Squeeze Theorem and Special Limits

When evaluating limits in calculus, you will sometimes encounter functions that oscillate wildly or cannot be simplified using standard algebraic methods. In these cases, the Squeeze Theorem (also known as the Sandwich Theorem) and Special Trigonometric Limits become essential tools.

The Squeeze Theorem

The Squeeze Theorem states that if you can trap a complex function between two simpler functions that both approach the same limit, the complex function must also approach that same limit.

Mathematically, if $f(x) \le g(x) \le h(x)$ for all $x$ near $a$ (except possibly at $a$), and: $\lim_{x \to a} f(x) = \lim_{x \to a} h(x) = L$ Then it must be true that: $\lim_{x \to a} g(x) = L$

Example: Using the Squeeze Theorem

Find $\lim_{x \to 0} x^2 \sin\left(\frac{1}{x}\right)$

1. Bound the oscillating part: We know that the sine function, no matter its argument, always outputs values between $-1$ and $1$. $-1 \le \sin\left(\frac{1}{x}\right) \le 1$
2. Construct the original function: Multiply all parts of the inequality by $x^2$. Since $x^2 \ge 0$, the inequality signs do not flip. $-x^2 \le x^2 \sin\left(\frac{1}{x}\right) \le x^2$
3. Evaluate the outer limits: Take the limit as $x \to 0$ for the outer functions $f(x) = -x^2$ and $h(x) = x^2$. $\lim_{x \to 0} (-x^2) = 0 \quad \text{and} \quad \lim_{x \to 0} (x^2) = 0$
4. Conclusion: Because the outer functions both approach $0$, the inner function is "squeezed" to $0$ as well. $\lim_{x \to 0} x^2 \sin\left(\frac{1}{x}\right) = 0$

Special Trigonometric Limits

The Squeeze Theorem is used to prove one of the most important foundational limits in calculus: $\lim_{x \to 0} \frac{\sin x}{x} = 1$

From this, another crucial special limit is derived: $\lim_{x \to 0} \frac{1 - \cos x}{x} = 0$

These special limits allow us to evaluate more complex trigonometric expressions by algebraically manipulating them into recognizable forms.

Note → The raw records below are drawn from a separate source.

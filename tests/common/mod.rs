#![allow(dead_code)]

use std::collections::HashSet;
use std::env;
use std::future;
use std::path::{Path, PathBuf};
use std::sync::Arc;
use std::time::Duration;

use songmark::db::{LookupResult, NewTrack, StoreStats};
use songmark::{
    Config, Error, Fingerprint, FingerprintStore, HashCode, MemoryStore, Recognizer, Result,
    SampleBuffer, Track, TrackId,
};

pub fn recognizer_with<S: FingerprintStore>(store: S, timeout_ms: u64) -> Recognizer<S> {
    let mut config = Config::default();
    config.store.timeout_ms = timeout_ms;
    Recognizer::new(Arc::new(store), config).unwrap()
}

pub fn memory_recognizer() -> Recognizer<MemoryStore> {
    recognizer_with(MemoryStore::new(), 10_000)
}

pub fn temp_path(name: &str) -> PathBuf {
    env::temp_dir().join(format!("songmark-it-{}-{}", std::process::id(), name))
}

pub fn write_wav(path: &Path, buffer: &SampleBuffer) {
    let spec = hound::WavSpec {
        channels: 1,
        sample_rate: buffer.sample_rate,
        bits_per_sample: 16,
        sample_format: hound::SampleFormat::Int,
    };
    let mut writer = hound::WavWriter::create(path, spec).unwrap();
    for &sample in &buffer.samples {
        writer
            .write_sample((sample.clamp(-1.0, 1.0) * i16::MAX as f32) as i16)
            .unwrap();
    }
    writer.finalize().unwrap();
}

fn offline() -> Error {
    Error::StoreUnavailable("connection refused".to_string())
}

/// A store whose backend is down.
pub struct OfflineStore;

impl FingerprintStore for OfflineStore {
    async fn create_track(&self, _: NewTrack, _: Duration) -> Result<Track> {
        Err(offline())
    }

    async fn insert_many(&self, _: TrackId, _: Vec<Fingerprint>, _: Duration) -> Result<u64> {
        Err(offline())
    }

    async fn lookup(&self, _: &HashSet<HashCode>, _: Duration) -> Result<LookupResult> {
        Err(offline())
    }

    async fn remove_track(&self, _: TrackId, _: Duration) -> Result<u64> {
        Err(offline())
    }

    async fn tracks(&self, _: &[TrackId], _: Duration) -> Result<Vec<Track>> {
        Err(offline())
    }

    async fn list_tracks(&self, _: Duration) -> Result<Vec<Track>> {
        Err(offline())
    }

    async fn find_by_content_hash(&self, _: &str, _: Duration) -> Result<Option<Track>> {
        Err(offline())
    }

    async fn purge_unfingerprinted(&self, _: Duration) -> Result<Vec<TrackId>> {
        Err(offline())
    }

    async fn stats(&self, _: Duration) -> Result<StoreStats> {
        Err(offline())
    }
}

/// A store that accepts calls and never answers, ignoring the timeout it
/// is given.
pub struct StalledStore;

impl FingerprintStore for StalledStore {
    async fn create_track(&self, _: NewTrack, _: Duration) -> Result<Track> {
        future::pending().await
    }

    async fn insert_many(&self, _: TrackId, _: Vec<Fingerprint>, _: Duration) -> Result<u64> {
        future::pending().await
    }

    async fn lookup(&self, _: &HashSet<HashCode>, _: Duration) -> Result<LookupResult> {
        future::pending().await
    }

    async fn remove_track(&self, _: TrackId, _: Duration) -> Result<u64> {
        future::pending().await
    }

    async fn tracks(&self, _: &[TrackId], _: Duration) -> Result<Vec<Track>> {
        future::pending().await
    }

    async fn list_tracks(&self, _: Duration) -> Result<Vec<Track>> {
        future::pending().await
    }

    async fn find_by_content_hash(&self, _: &str, _: Duration) -> Result<Option<Track>> {
        future::pending().await
    }

    async fn purge_unfingerprinted(&self, _: Duration) -> Result<Vec<TrackId>> {
        future::pending().await
    }

    async fn stats(&self, _: Duration) -> Result<StoreStats> {
        future::pending().await
    }
}

/// Memory store whose fingerprint inserts fail halfway, as a database
/// losing its connection between batches would.
#[derive(Default)]
pub struct BrokenInsertStore {
    pub inner: MemoryStore,
}

impl FingerprintStore for BrokenInsertStore {
    async fn create_track(&self, track: NewTrack, timeout: Duration) -> Result<Track> {
        self.inner.create_track(track, timeout).await
    }

    async fn insert_many(&self, track_id: TrackId, _: Vec<Fingerprint>, _: Duration) -> Result<u64> {
        Err(Error::PartialIngestFailure {
            track_id,
            source: Box::new(offline()),
        })
    }

    async fn lookup(&self, hashes: &HashSet<HashCode>, timeout: Duration) -> Result<LookupResult> {
        self.inner.lookup(hashes, timeout).await
    }

    async fn remove_track(&self, track_id: TrackId, timeout: Duration) -> Result<u64> {
        self.inner.remove_track(track_id, timeout).await
    }

    async fn tracks(&self, ids: &[TrackId], timeout: Duration) -> Result<Vec<Track>> {
        self.inner.tracks(ids, timeout).await
    }

    async fn list_tracks(&self, timeout: Duration) -> Result<Vec<Track>> {
        self.inner.list_tracks(timeout).await
    }

    async fn find_by_content_hash(&self, hash: &str, timeout: Duration) -> Result<Option<Track>> {
        self.inner.find_by_content_hash(hash, timeout).await
    }

    async fn purge_unfingerprinted(&self, timeout: Duration) -> Result<Vec<TrackId>> {
        self.inner.purge_unfingerprinted(timeout).await
    }

    async fn stats(&self, timeout: Duration) -> Result<StoreStats> {
        self.inner.stats(timeout).await
    }
}

/// Memory store where another writer catalogues and fingerprints the same
/// content just before each `create_track` lands.
#[derive(Default)]
pub struct RacingStore {
    pub inner: MemoryStore,
}

impl FingerprintStore for RacingStore {
    async fn create_track(&self, track: NewTrack, timeout: Duration) -> Result<Track> {
        let theirs = NewTrack {
            name: "other writer".to_string(),
            ..track.clone()
        };
        let theirs = self.inner.create_track(theirs, timeout).await?;
        self.inner
            .insert_many(theirs.id, vec![Fingerprint { hash: 1, time_offset: 0 }], timeout)
            .await?;
        self.inner.create_track(track, timeout).await
    }

    async fn insert_many(
        &self,
        track_id: TrackId,
        fingerprints: Vec<Fingerprint>,
        timeout: Duration,
    ) -> Result<u64> {
        self.inner.insert_many(track_id, fingerprints, timeout).await
    }

    async fn lookup(&self, hashes: &HashSet<HashCode>, timeout: Duration) -> Result<LookupResult> {
        self.inner.lookup(hashes, timeout).await
    }

    async fn remove_track(&self, track_id: TrackId, timeout: Duration) -> Result<u64> {
        self.inner.remove_track(track_id, timeout).await
    }

    async fn tracks(&self, ids: &[TrackId], timeout: Duration) -> Result<Vec<Track>> {
        self.inner.tracks(ids, timeout).await
    }

    async fn list_tracks(&self, timeout: Duration) -> Result<Vec<Track>> {
        self.inner.list_tracks(timeout).await
    }

    async fn find_by_content_hash(&self, hash: &str, timeout: Duration) -> Result<Option<Track>> {
        self.inner.find_by_content_hash(hash, timeout).await
    }

    async fn purge_unfingerprinted(&self, timeout: Duration) -> Result<Vec<TrackId>> {
        self.inner.purge_unfingerprinted(timeout).await
    }

    async fn stats(&self, timeout: Duration) -> Result<StoreStats> {
        self.inner.stats(timeout).await
    }
}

Example: Using Special Limits

Evaluate $\lim_{x \to 0} \frac{\tan(3x)}{2x}$

1. Rewrite tangent: Express $\tan(3x)$ as $\frac{\sin(3x)}{\cos(3x)}$. $\lim_{x \to 0} \frac{\sin(3x)}{2x \cos(3x)}$
2. Rearrange the expression: We want to create the form $\frac{\sin u}{u}$, where $u = 3x$. $\lim_{x \to 0} \left( \frac{\sin(3x)}{x} \cdot \frac{1}{2 \cos(3x)} \right)$
3. Manipulate to match the special limit: Multiply the numerator and denominator by $3$ to match the argument of the sine function. $\lim_{x \to 0} \left( \frac{3 \sin(3x)}{3x} \cdot \frac{1}{2 \cos(3x)} \right)$
4. Evaluate the limit: Apply the special limit $\lim_{3x \to 0} \frac{\sin(3x)}{3x} = 1$ and substitute $x = 0$ into the remaining cosine term (since $\cos(0) = 1$). $3(1) \cdot \frac{1}{2(1)} = \frac{3}{2}$